Dos reformas caracterizaron el siglo XX, la primera: mejoraron las prisiones desde el punto de vista arquitectónico, más luz, más atención psicológica y ambientes más humanos; la segunda: acuñó la palabra “correccional” con normas que reconocen Derechos humanos básicos, edificios intimidatorios y espacios de rehabilitación. El Pacto Internacional de Derechos Civiles y Políticos de 1966, reconoció que “nadie será encarcelado por el solo hecho de no cumplir una obligación contractual” (art. 11). Asimismo, la respuesta a los delitos y a los crímenes han ido igualmente evolucionando, hasta llegar a la vigente Ley Orgánica 1/2015 de 30 de marzo por la que se modifica la Ley Orgánica 10/1995 de 23 de noviembre del Código Penal; que además de la prisión provisional y la detención preventiva recoge como novedad la prisión permanente revisable. El trabajo a favor de la comunidad como principal alternativa a la privación de libertad (ante ciertos delitos tasados) se ha enfocado para que el que haya delinquido, trabaje en torno a proyectos sociales relacionados con su delito.

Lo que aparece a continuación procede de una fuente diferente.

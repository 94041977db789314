//! Command-line interface for `lds-args`.

pub mod commands;
pub mod output;
pub mod types;

use std::process::ExitCode;

pub use types::{Cli, Commands};

use crate::infrastructure::config::ConfigError;

/// Report a failed command and pick the process exit status.
///
/// Input file errors keep their own status codes; anything else exits 1.
pub fn handle_error(err: &anyhow::Error, json_mode: bool) -> ExitCode {
    let config_error = err
        .chain()
        .find_map(|cause| cause.downcast_ref::<ConfigError>());

    if json_mode {
        let mut body = serde_json::json!({
            "success": false,
            "error": format!("{err:#}"),
        });
        if let Some(config_error) = config_error {
            body["path"] = config_error.path().display().to_string().into();
        }
        println!("{}", serde_json::to_string_pretty(&body).unwrap_or_default());
    } else {
        eprintln!("Error: {err:#}");
    }

    ExitCode::from(config_error.map_or(1, ConfigError::exit_code))
}
//! Rendering of input files in schema order.

use std::fmt::Write as _;

use super::loader::COMMENT_MARKER;
use crate::domain::models::{ConfigRecord, FieldKind, FieldSpec, FieldValue, SCHEMA};

const HEADER: &str = "\
# Input arguments for the land data system
#
# One value per line, in the order below. Blank lines, lines starting
# with '#' and anything after a '#' are ignored. Whitespace is removed.
";

/// A commented skeleton with a placeholder in every slot.
///
/// Integer slots get `0`, text slots get `<field_name>`.
pub fn render_template() -> String {
    render(|spec| match spec.kind() {
        FieldKind::Integer => "0".to_string(),
        FieldKind::Text => format!("<{}>", spec.name),
    })
}

/// The same layout as [`render_template`], filled from `record`.
pub fn render_record(record: &ConfigRecord) -> String {
    render(|spec| match spec.read(record) {
        FieldValue::Integer(value) => value.to_string(),
        FieldValue::Text(value) => value.to_string(),
    })
}

fn render(value_for: impl Fn(&FieldSpec) -> String) -> String {
    let mut out = String::from(HEADER);
    for spec in &SCHEMA {
        // writing to a String cannot fail
        let _ = write!(
            out,
            "\n{COMMENT_MARKER} [{:02}] {} ({}): {}\n{}\n",
            spec.slot,
            spec.name,
            spec.kind(),
            spec.description,
            value_for(spec)
        );
    }
    out
}

#[cfg(test)]
mod tests {
    use super::*;
    use crate::infrastructure::config::ConfigLoader;
    use crate::SCHEMA_LEN;
    use std::io::Cursor;
    use std::path::Path;

    #[test]
    fn test_template_has_one_value_per_slot() {
        let text = render_template();
        let values: Vec<_> = text
            .lines()
            .filter(|line| !line.is_empty() && !line.starts_with('#'))
            .collect();

        assert_eq!(values.len(), SCHEMA_LEN);
        assert_eq!(values[0], "0");
        assert_eq!(values[5], "<inpath>");
        assert!(text.contains("# [54] lt_map_fname (text)"));
    }

    #[test]
    fn test_template_loads() {
        let text = render_template();
        let record = ConfigLoader::new()
            .load_reader(Cursor::new(text), Path::new("template"))
            .unwrap();
        assert_eq!(record.diagnostics, 0);
        assert_eq!(record.wf_fname, "<wf_fname>");
    }

    #[test]
    fn test_rendered_record_reloads_equal() {
        let mut record = ConfigRecord {
            diagnostics: 1,
            out_year_prod_ha_lr: 2010,
            in_year_sage_crops: 2000,
            out_year_usd: 2010,
            in_year_lr_usd: 2001,
            ..Default::default()
        };
        for spec in SCHEMA.iter().filter(|spec| spec.kind() == FieldKind::Text) {
            if let crate::FieldAccess::Text { set, .. } = spec.access {
                set(&mut record, format!("./{}.csv", spec.name));
            }
        }

        let reloaded = ConfigLoader::new()
            .load_reader(Cursor::new(render_record(&record)), Path::new("rendered"))
            .unwrap();
        assert_eq!(reloaded, record);
    }
}
//! Common test utilities for integration tests
//!
//! Provides input file fixtures shared across the integration test files.

#![allow(dead_code)]

use std::fs;
use std::path::PathBuf;
use tempfile::TempDir;

/// The five integer values of the reference scenario
pub const INTEGER_VALUES: [&str; 5] = ["1", "2005", "1970", "2005", "2000"];

/// Create a temporary directory for test isolation
///
/// Returns a TempDir that will be cleaned up when dropped.
pub fn temp_dir() -> TempDir {
    tempfile::tempdir().expect("Failed to create temp dir")
}

/// The 54 value lines of a well-formed input file, in slot order
pub fn value_lines() -> Vec<String> {
    let mut lines: Vec<String> = INTEGER_VALUES.iter().map(ToString::to_string).collect();
    lines.extend((6..=54).map(|slot| format!("./data/slot_{slot:02}.csv")));
    lines
}

/// Write `contents` to `input.txt` inside a fresh temp dir
pub fn write_input(contents: &str) -> (TempDir, PathBuf) {
    let dir = temp_dir();
    let path = dir.path().join("input.txt");
    fs::write(&path, contents).expect("Failed to write input file");
    (dir, path)
}

/// A realistic input file: header, section comments, trailing notes
pub fn annotated_input(lines: &[String]) -> String {
    let mut text = String::from("# land data system input file\n\n");
    for (index, line) in lines.iter().enumerate() {
        if index == 0 || index == 5 || index == 14 {
            text.push_str("\n   # ---- section ----\n");
        }
        text.push_str(&format!("  {line}\t# slot {}\n", index + 1));
    }
    text.push_str("\n\n# end of file");
    text
}

/// Setup test logging
///
/// Initializes tracing subscriber for test output.
/// Call this at the beginning of tests that need logging.
pub fn setup_test_logging() {
    use tracing_subscriber::fmt;

    let _ = fmt()
        .with_test_writer()
        .with_max_level(tracing::Level::DEBUG)
        .try_init();
}
use super::config::{LogConfig, LogFormat, RotationPolicy};
use anyhow::{Context, Result};
use std::io;
use tracing::Level;
use tracing_appender::non_blocking::WorkerGuard;
use tracing_appender::rolling;
use tracing_subscriber::layer::SubscriberExt;
use tracing_subscriber::util::SubscriberInitExt;
use tracing_subscriber::{EnvFilter, Layer};

const LOG_FILE_NAME: &str = "lds-args.log";

/// Logger implementation using tracing
pub struct LoggerImpl {
    _guard: Option<WorkerGuard>,
}

impl LoggerImpl {
    /// Initialize the global subscriber with the given configuration
    ///
    /// `RUST_LOG` overrides the configured level. The returned value keeps
    /// the file writer alive and must be held until exit.
    pub fn init(config: &LogConfig) -> Result<Self> {
        let default_level = parse_log_level(&config.level)?;

        let env_filter = EnvFilter::builder()
            .with_default_directive(default_level.into())
            .from_env_lossy();

        let (file_layer, guard) = match config.log_dir {
            Some(ref log_dir) => {
                let file_appender = match config.rotation {
                    RotationPolicy::Daily => rolling::daily(log_dir, LOG_FILE_NAME),
                    RotationPolicy::Hourly => rolling::hourly(log_dir, LOG_FILE_NAME),
                    RotationPolicy::Never => rolling::never(log_dir, LOG_FILE_NAME),
                };
                let (non_blocking_file, guard) = tracing_appender::non_blocking(file_appender);

                // File layer - always JSON for structured logging
                let layer = tracing_subscriber::fmt::layer()
                    .json()
                    .with_writer(non_blocking_file)
                    .with_ansi(false)
                    .with_target(true)
                    .with_file(true)
                    .with_line_number(true);

                (Some(layer), Some(guard))
            }
            None => (None, None),
        };

        let stderr_layer = config.enable_stderr.then(|| match config.format {
            LogFormat::Json => tracing_subscriber::fmt::layer()
                .json()
                .with_writer(io::stderr)
                .with_current_span(true)
                .with_target(true)
                .boxed(),
            LogFormat::Pretty => tracing_subscriber::fmt::layer()
                .with_writer(io::stderr)
                .with_target(false)
                .boxed(),
        });

        tracing_subscriber::registry()
            .with(env_filter)
            .with(file_layer)
            .with(stderr_layer)
            .try_init()
            .context("Failed to install the global tracing subscriber")?;

        tracing::debug!(
            level = %config.level,
            format = ?config.format,
            file_output = config.log_dir.is_some(),
            "logger initialized"
        );

        Ok(Self { _guard: guard })
    }
}

/// Parse log level string to Level
fn parse_log_level(level: &str) -> Result<Level> {
    match level.to_lowercase().as_str() {
        "trace" => Ok(Level::TRACE),
        "debug" => Ok(Level::DEBUG),
        "info" => Ok(Level::INFO),
        "warn" => Ok(Level::WARN),
        "error" => Ok(Level::ERROR),
        _ => anyhow::bail!("Invalid log level: {level}"),
    }
}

La cárcel se entiende hoy como terapia penológica de reajuste moral, intelectual y jurídico. El encarcelamiento como castigo, no está demostrado que sea freno para el delincuente, pero lo que sí es disuasorio es una estabilidad laboral, buena educación, opciones de mejora en la sociedad, buena sanidad, tratamiento terapéutico para los pederastas, machistas y drogodependientes, que los ladrones de guante blanco tuvieran que devolver todo lo robado y sobre todo que los políticos enfocaran las inversiones públicas en una sociedad con igualdad de oportunidades y la Justicia se aplicara igual para todos.

Nelson Mandela, tras su encarcelamiento durante 27 años por su beligerancia política anti-Apartheid en Sudáfrica, dijo aquello de “Soy el amo de mi destino, soy el capitán de mi alma”. A veces y sólo a veces, gracias a pensamientos tan bellos como éste, uno se reconcilia con la sociedad, a pesar de todo.